Where in the Bible does it mention a geocentric universe?

The turtle, of course. Didn’t they teach you anything in science class?

However, this particular Forum is intended to provide factual answers to questions. Regardless of the quality of the beliefs under discussion (whether they be silly or sincere or borrowed or invented), there is a factual answer to the actual question presented: Did the documents collected into the book we call the Bible ever express a geocentric view of the world? A demand to know “who cares?” does not provide that factual answer. Given that no one is debating anyone’s faith, there is no need to force this thread into Great Debates, (much less The BBQ Pit).

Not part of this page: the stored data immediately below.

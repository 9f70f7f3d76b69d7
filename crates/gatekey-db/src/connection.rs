//! SurrealDB connection management.

use surrealdb::Surreal;
use surrealdb::engine::remote::ws::{Client, Ws};
use surrealdb::opt::auth::Root;
use tracing::info;

use crate::error::DbError;
use crate::schema;

/// Configuration for connecting to SurrealDB.
#[derive(Debug, Clone)]
pub struct DbConfig {
    /// WebSocket URL (e.g., `127.0.0.1:8000`).
    pub url: String,
    /// SurrealDB namespace.
    pub namespace: String,
    /// SurrealDB database name.
    pub database: String,
    /// Root username for authentication.
    pub username: String,
    /// Root password for authentication.
    pub password: String,
}

impl Default for DbConfig {
    fn default() -> Self {
        Self {
            url: "127.0.0.1:8000".into(),
            namespace: "gatekey".into(),
            database: "auth".into(),
            username: "root".into(),
            password: "root".into(),
        }
    }
}

/// Manages a connection to SurrealDB.
#[derive(Clone)]
pub struct DbManager {
    db: Surreal<Client>,
}

impl DbManager {
    /// Connect to SurrealDB and bring the schema up to date.
    ///
    /// Authenticates as root, selects the configured namespace and
    /// database, and applies any pending migrations before handing the
    /// connection out — repositories can assume the schema exists.
    pub async fn connect(config: &DbConfig) -> Result<Self, DbError> {
        info!(
            url = %config.url,
            namespace = %config.namespace,
            database = %config.database,
            "Connecting to SurrealDB"
        );

        let db = Surreal::new::<Ws>(&config.url).await?;

        db.signin(Root {
            username: config.username.clone(),
            password: config.password.clone(),
        })
        .await?;

        db.use_ns(&config.namespace)
            .use_db(&config.database)
            .await?;

        schema::run_migrations(&db).await?;

        Ok(Self { db })
    }

    /// The underlying SurrealDB handle.
    pub fn db(&self) -> &Surreal<Client> {
        &self.db
    }
}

Yeah, sure, dtilque, and I’ll bet I can guess what the turtle stood on.

You can’t fool us… It’s turtles all the way down. :smiley:

Right. So if the quoted passages are metaphorical, then where are literal descriptions of their cosmology? Also, why just the one “metaphor,” over and over again?

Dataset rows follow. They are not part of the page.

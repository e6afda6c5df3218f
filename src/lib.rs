//! # Smart Bookmarks
//!
//! A personal bookmark dashboard over a Supabase backend. The backend owns
//! authentication, storage, row-level security and change fan-out; this crate
//! is the client that keeps a live, read-only mirror of the signed-in user's
//! bookmarks.
//!
//! ## Modules
//!
//! - [`backend`]: the managed-backend seam (`Backend` trait, Supabase and in-memory implementations)
//! - [`realtime`]: change subscriptions over the realtime websocket
//! - [`auth`]: session guard, PKCE sign-in and session persistence
//! - [`sync`]: the bookmark list reconciler and the visibility signal
//! - [`views`]: landing and dashboard views
//! - [`config`]: TOML configuration with environment overrides
//!
//! ## Quick Start
//!
//! ```rust,no_run
//! use smart_bookmarks::backend::MemoryBackend;
//! use smart_bookmarks::sync::VisibilityHandle;
//! use smart_bookmarks::views::{CurrentRoute, DashboardView, Route};
//! use std::sync::Arc;
//!
//! #[tokio::main]
//! async fn main() {
//!     let backend = Arc::new(MemoryBackend::signed_in("user-1"));
//!     let route = Arc::new(CurrentRoute::new(Route::Dashboard));
//!     let visibility = VisibilityHandle::new();
//!
//!     let view = DashboardView::new(backend, route, visibility.clone());
//!     if let Some(mounted) = view.mount().await {
//!         mounted.list().set_title("Example").await;
//!         mounted.list().set_url("https://example.com").await;
//!         mounted.list().add_bookmark().await;
//!
//!         println!("{} bookmarks", mounted.list().bookmarks().len());
//!         mounted.unmount().await;
//!     }
//! }
//! ```

pub mod auth;
pub mod backend;
pub mod config;
pub mod realtime;
pub mod sync;
pub mod views;

// Re-export top-level types for convenience
pub use backend::{
    Backend, BackendError, BackendResult, Bookmark, BookmarkId, MemoryBackend, NewBookmark,
    Session, SupabaseClient, SupabaseConfig, User,
};

pub use auth::{AuthError, SessionGuard, SessionStore, SignInOptions};

pub use realtime::{ChangeKind, ChangeNotice, ChangeSubscription, RealtimeClient, RealtimeError};

pub use sync::{BookmarkList, DashboardState, Visibility, VisibilityHandle, WriteOutcome};

pub use views::{DashboardView, LandingView, MountedDashboard, Navigator, Route};

pub use config::{Config, ConfigError, LoggingConfig};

The Lord is our shepherd, the Lord is our father, the Lord is the creator of heaven and earth, the Lord is a voice out of a whirlwind, the Lord is the Lord your God, etc.

But the earth is always spoken of as being flat, and being built upon something (pillars, a foundation) and is never described as anything but flat. There aren’t any passages that say that God formed the earth into a ball and set it spinning on its axis, or that God placed the earth on the back of an elephant, or that God made the earth to float upon the waters. I’m not just talking about heliocentrism–there are even many variations on flat-earth geocentrism, only one of which is ever mentioned in the Bible.

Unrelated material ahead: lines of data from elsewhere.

//! Views
//!
//! The application has two screens:
//!
//! - **Landing**: sign-in; skipped when a session already exists
//! - **Dashboard**: the live bookmark list with add and delete
//!
//! Views never navigate directly; they ask a [`Navigator`] to move to a
//! [`Route`]. The binary drives the screens from [`CurrentRoute`], tests
//! record navigations with [`RouteRecorder`].

mod dashboard;
mod landing;

pub use dashboard::{DashboardView, LiveStats, MountedDashboard};
pub use landing::LandingView;

use std::fmt;
use std::sync::Mutex;
use tokio::sync::watch;

/// Screens the client can show
#[derive(Debug, Clone, Copy, PartialEq, Eq)]
pub enum Route {
    Landing,
    Dashboard,
}

impl fmt::Display for Route {
    fn fmt(&self, f: &mut fmt::Formatter<'_>) -> fmt::Result {
        match self {
            Route::Landing => f.write_str("/"),
            Route::Dashboard => f.write_str("/dashboard"),
        }
    }
}

/// Something that can switch screens
pub trait Navigator: Send + Sync {
    fn navigate(&self, route: Route);
}

/// Route state observed by the binary
pub struct CurrentRoute {
    tx: watch::Sender<Route>,
}

impl CurrentRoute {
    pub fn new(initial: Route) -> Self {
        let (tx, _) = watch::channel(initial);
        Self { tx }
    }

    pub fn get(&self) -> Route {
        *self.tx.borrow()
    }

    /// Receiver notified on every navigation
    pub fn watch(&self) -> watch::Receiver<Route> {
        self.tx.subscribe()
    }
}

impl Navigator for CurrentRoute {
    fn navigate(&self, route: Route) {
        tracing::debug!(route = %route, "Navigate");
        self.tx.send_replace(route);
    }
}

/// Navigator that remembers every request
#[derive(Default)]
pub struct RouteRecorder {
    routes: Mutex<Vec<Route>>,
}

impl RouteRecorder {
    pub fn new() -> Self {
        Self::default()
    }

    pub fn routes(&self) -> Vec<Route> {
        self.routes.lock().unwrap_or_else(|e| e.into_inner()).clone()
    }

    pub fn last(&self) -> Option<Route> {
        self.routes().last().copied()
    }
}

impl Navigator for RouteRecorder {
    fn navigate(&self, route: Route) {
        self.routes
            .lock()
            .unwrap_or_else(|e| e.into_inner())
            .push(route);
    }
}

Any particular passage could be metaphorical, but when the Bible consistently describes the earth in a certain way, and when that happens to also be congruent with cosmological beliefs of most cultures in the area where, and the time when, the Bible was written, why would we think that the biblical authors were just using metaphor, rather than describing the earth as they understood it?

Taking another tack on the OP here - theologians of Copernicus’ day had basically co-opted Aristotle. Aristotle’s ideas had essentially become the standard Church “line” on matters of philosophy and the natural world. Refuting Aristotelian world views was just about as risky as refuting scripture.

I am not an expert on ancient texts, but a more appropriate way to phrase your question might be, “did the ancient preliterate mind automatically understand symbolic thought as equal to truth, or, given their level of development of logical thinking, can we expect to find any literal descriptions? Did the metaphors come along first and the logical interpretation later? Does the disparity we speak of evolve from four thousand years of development of human thinking skills and an evolution away from oral recitation and metaphor = truth? Did the ancients know the difference? Did later thinkers add the interpretation we know today, and if so, how and when? Do other similarly ancient texts show similar abundance of metaphor in place of specificity?”

I’m not sure simple Bible citation will do here because there’s at least four centuries of difference between what we think the words mean and what they thought the words meant at the time (and why they wrote them the way they did).

For what it’s worth, I don’t think the true ancients thought about it much, but their oral traditions in metaphor were handed down as stories and taken as fact by slightly more logic-and-evidence-grounded thinkers, until finally they came down to us, who can’t make head or tail of it. That’s only an unsupported opinion, of course.

FISH

Good post, Fish. There is reason to believe that over time there was a degradation in the understanding of religious-poetic metaphor; Galileo’s persecutors are an example.

I’m truly surprised that their aren’t a chorus of voices in this post saying what yabob is saying.
That (The Aristotilian worldview’s dominance.) is what I’ve always heard/believed was the case.